Although there has been much research touching on this disease, the exact cause of schizophrenia is still unknown. However, researchers have found out through brain scans of individuals suffering from the disease that there are notable differences from a brain scan done on a person who does not have the diseases. However, the biggest cause of schizophrenia is believed to be genetic factor since the disease runs in families. There is also a belief among researchers that people develop schizophrenia due to the absence of some fundamental genes. In order to best understand the epidemiology of schizophrenia in the U.S., this paper will first seek to define epidemiology in order to make it easier to understand this disease in a better way. The paper will then proceed to define and illustrate the epidemiology triangle and give an illustration of how this is related to schizophrenia (Jablensky, 2003).

Epidemiology

Epidemiology is the investigation of the occurrence, distribution, and causes of diseases among other health-affiliated situations in human beings. Additionally, epidemiology also deals with how the investigation of these factors can be utilized to promote better health and to prevent and manage health problems. In trying to address the issue of epidemiology, the focus is usually on the outcome of disease on a certain population rather than on individuals. Ideally, some certain diseases might prevalent in some areas while others are rare. Although the rare disease might be more deadly as compared to the prevalent one, epidemiology tends to give more emphasis on the prevalent disease since it affects many people (Hennekens, & Buring, 1987).

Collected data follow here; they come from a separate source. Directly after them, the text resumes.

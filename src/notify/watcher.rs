//! Directory watching and the background reload loop.

use crate::core::Data;
use crate::error::{ConfigError, Result};
use arc_swap::ArcSwapOption;
use notify::event::ModifyKind;
use notify::{Event, EventKind, RecommendedWatcher, RecursiveMode, Watcher as NotifyWatcher};
use std::path::{Path, PathBuf};
use std::sync::{Arc, Mutex, Weak};
use tokio::sync::mpsc;
use tokio::task::JoinHandle;
use tracing::{debug, error, info};

/// Filesystem operations that trigger a reload.
#[derive(Debug, Clone, Copy, PartialEq, Eq)]
pub enum ChangeOp {
    /// A file or directory was created.
    Create,
    /// File content was written.
    Write,
    /// A file or directory was removed.
    Remove,
    /// A file or directory was renamed.
    Rename,
}

impl ChangeOp {
    /// Classify a notify event kind. Returns `None` for events that cannot
    /// change configuration content, such as access or metadata changes.
    pub fn from_kind(kind: &EventKind) -> Option<Self> {
        match kind {
            EventKind::Create(_) => Some(Self::Create),
            EventKind::Remove(_) => Some(Self::Remove),
            EventKind::Modify(ModifyKind::Name(_)) => Some(Self::Rename),
            EventKind::Modify(ModifyKind::Data(_) | ModifyKind::Any) => Some(Self::Write),
            _ => None,
        }
    }
}

/// A live filesystem subscription.
///
/// Dropping the handle shuts the notify backend down, which closes the event
/// channels feeding the watch loop.
pub struct WatchHandle {
    // Mutex only makes the handle Sync on every notify backend.
    _watcher: Mutex<RecommendedWatcher>,
    directory: PathBuf,
}

impl WatchHandle {
    /// The directory this handle watches.
    pub fn directory(&self) -> &Path {
        &self.directory
    }
}

impl Drop for WatchHandle {
    fn drop(&mut self) {
        debug!(dir = %self.directory.display(), "releasing watch handle");
    }
}

/// Watches one directory at a time and republishes configuration on change.
///
/// At most one [`WatchHandle`] is installed at any moment. The slot holding it
/// is swapped atomically, so a concurrent [`close`](Self::close) and
/// [`start`](Self::start) never leave two live handles behind.
pub struct DirectoryWatcher {
    slot: Arc<ArcSwapOption<WatchHandle>>,
}

impl DirectoryWatcher {
    /// Create a watcher with no handle installed.
    pub fn new() -> Self {
        Self {
            slot: Arc::new(ArcSwapOption::empty()),
        }
    }

    /// Returns `true` while a handle is installed.
    pub fn is_watching(&self) -> bool {
        self.slot.load().is_some()
    }

    /// Start watching `directory` and spawn the reload loop.
    ///
    /// On every create, write, remove or rename event the loop calls `reload`
    /// on tokio's blocking pool and sends a successful result to `data_tx`,
    /// waiting until the receiver has room. Failed reloads are discarded. The
    /// loop ends once the handle is released (see [`close`](Self::close)) or
    /// the receiver is dropped. A loop parked on a full `data_tx` only notices
    /// either of these after that send completes.
    ///
    /// Must be called from within a tokio runtime.
    ///
    /// # Errors
    ///
    /// Returns [`ConfigError::AlreadyWatching`] if a handle is already
    /// installed, or [`ConfigError::WatchError`] if the notify backend cannot
    /// be created or the directory cannot be registered.
    pub fn start<F>(
        &self,
        directory: &Path,
        reload: F,
        data_tx: mpsc::Sender<Data>,
    ) -> Result<JoinHandle<()>>
    where
        F: Fn() -> Result<Data> + Send + Sync + 'static,
    {
        if self.is_watching() {
            return Err(ConfigError::AlreadyWatching);
        }

        let (event_tx, event_rx) = mpsc::unbounded_channel::<Event>();
        let (error_tx, error_rx) = mpsc::unbounded_channel::<notify::Error>();

        let mut watcher = notify::recommended_watcher(move |res: notify::Result<Event>| {
            match res {
                Ok(event) => {
                    let _ = event_tx.send(event);
                }
                Err(e) => {
                    let _ = error_tx.send(e);
                }
            }
        })
        .map_err(|e| ConfigError::WatchError(format!("Failed to create file watcher: {}", e)))?;

        watcher
            .watch(directory, RecursiveMode::Recursive)
            .map_err(|e| ConfigError::WatchError(format!("Failed to watch path: {}", e)))?;

        let handle = Arc::new(WatchHandle {
            _watcher: Mutex::new(watcher),
            directory: directory.to_path_buf(),
        });

        let previous = self
            .slot
            .compare_and_swap(&None::<Arc<WatchHandle>>, Some(Arc::clone(&handle)));
        if previous.is_some() {
            return Err(ConfigError::AlreadyWatching);
        }

        let guard = SlotGuard {
            slot: Arc::clone(&self.slot),
            handle: Arc::downgrade(&handle),
        };
        drop(handle);

        info!(dir = %directory.display(), "watching configuration directory");

        let watch_loop = WatchLoop {
            directory: directory.to_path_buf(),
            events: event_rx,
            errors: error_rx,
            data_tx,
        };
        Ok(tokio::spawn(watch_loop.run(reload, guard)))
    }

    /// Release the installed handle, if any.
    ///
    /// Idempotent: closing a watcher that never started, or closing twice,
    /// does nothing.
    ///
    /// The loop exits once the notify backend has shut down. If it is blocked
    /// sending a snapshot to a consumer that is not reading, it keeps the
    /// sender and stays alive until that send completes or the receiver is
    /// dropped.
    pub fn close(&self) {
        if let Some(handle) = self.slot.swap(None) {
            debug!(dir = %handle.directory.display(), "closing file watcher");
        }
    }
}

impl Default for DirectoryWatcher {
    fn default() -> Self {
        Self::new()
    }
}

impl Drop for DirectoryWatcher {
    fn drop(&mut self) {
        self.close();
    }
}

/// Releases the loop's own handle when the loop exits, unless it was already
/// released or replaced.
struct SlotGuard {
    slot: Arc<ArcSwapOption<WatchHandle>>,
    handle: Weak<WatchHandle>,
}

impl Drop for SlotGuard {
    fn drop(&mut self) {
        let current = self.slot.load();
        let ours = match &*current {
            Some(installed) => std::ptr::eq(Arc::as_ptr(installed), self.handle.as_ptr()),
            None => false,
        };
        if ours {
            let _ = self.slot.compare_and_swap(&current, None::<Arc<WatchHandle>>);
        }
    }
}

struct WatchLoop {
    directory: PathBuf,
    events: mpsc::UnboundedReceiver<Event>,
    errors: mpsc::UnboundedReceiver<notify::Error>,
    data_tx: mpsc::Sender<Data>,
}

impl WatchLoop {
    async fn run<F>(mut self, reload: F, _guard: SlotGuard)
    where
        F: Fn() -> Result<Data> + Send + Sync + 'static,
    {
        let reload = Arc::new(reload);
        loop {
            tokio::select! {
                event = self.events.recv() => {
                    let Some(event) = event else {
                        debug!(
                            cause = "watcher event channel closed",
                            dir = %self.directory.display(),
                            "closing file watcher"
                        );
                        return;
                    };

                    let Some(op) = ChangeOp::from_kind(&event.kind) else {
                        continue;
                    };

                    let reload = Arc::clone(&reload);
                    let loaded = tokio::task::spawn_blocking(move || reload())
                        .await
                        .unwrap_or_else(|e| Err(ConfigError::IoError(e.into())));

                    match loaded {
                        Ok(data) => {
                            debug!(?op, paths = ?event.paths, "configuration changed");
                            if self.data_tx.send(data).await.is_err() {
                                debug!(
                                    cause = "output channel closed",
                                    dir = %self.directory.display(),
                                    "closing file watcher"
                                );
                                return;
                            }
                        }
                        // Partially written files are expected mid-save.
                        Err(e) => debug!(error = %e, ?op, "discarding failed reload"),
                    }
                }
                err = self.errors.recv() => {
                    let Some(err) = err else {
                        debug!(
                            cause = "watcher error channel closed",
                            dir = %self.directory.display(),
                            "closing file watcher"
                        );
                        return;
                    };

                    error!(
                        error = %err,
                        dir = %self.directory.display(),
                        "error while watching directory"
                    );
                }
            }
        }
    }
}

Ideally, the fact that epidemiology deals with the issue of frequency goes ahead to prove that it is a quantitative science. Epidemiology specifically deals with the rate of occurrence of diseases and supplementary health related conditions. The frequency of diseases is determined by morbidity and the rate of death. Ideally, epidemiology goes beyond the confines of the disease to cover other health related conditions because every human activity has a direct effect on health. Health related conditions are factors, which have a direct or indirect consequence or influence on human health (John, 2001).

When discussing distribution in epidemiology, the issue that is considered is the geographical distribution of infections, the circulation in relation to time, and distribution in the manner of the individuals that are affected in a certain region. In addition to distribution, epidemiology also examines the determinants issues, which are the determining factors on whether or not a person will contract an illness. Lastly, epidemiology seeks to investigate the issue of how the clinical investigations of the disease can be used to promote better health and to prevent and control related health problems (John, 2001).

Disease Causation

In order to carry out an epidemiology of a certain disease, it is critical to examine how diseases are caused. Ideally, the cause of a disease means the events, conditions, characteristics or an amalgamation of all these factors, which plays a significant role in bringing out the disease. In examining the cause of any disease, the first thing to examine is the primary causes. Generally, primary causes are the factors, which are critical for an illness to happen. In order to make the examination of disease causes to sound more scientific, the term etiologic agent is used in place of the primary cause. For example, in the epidemiology of pulmonary tuberculosis, Mycobacterium tuberculosis is considered the etiologic agent or the main cause (Mausner, Bahn, 2010).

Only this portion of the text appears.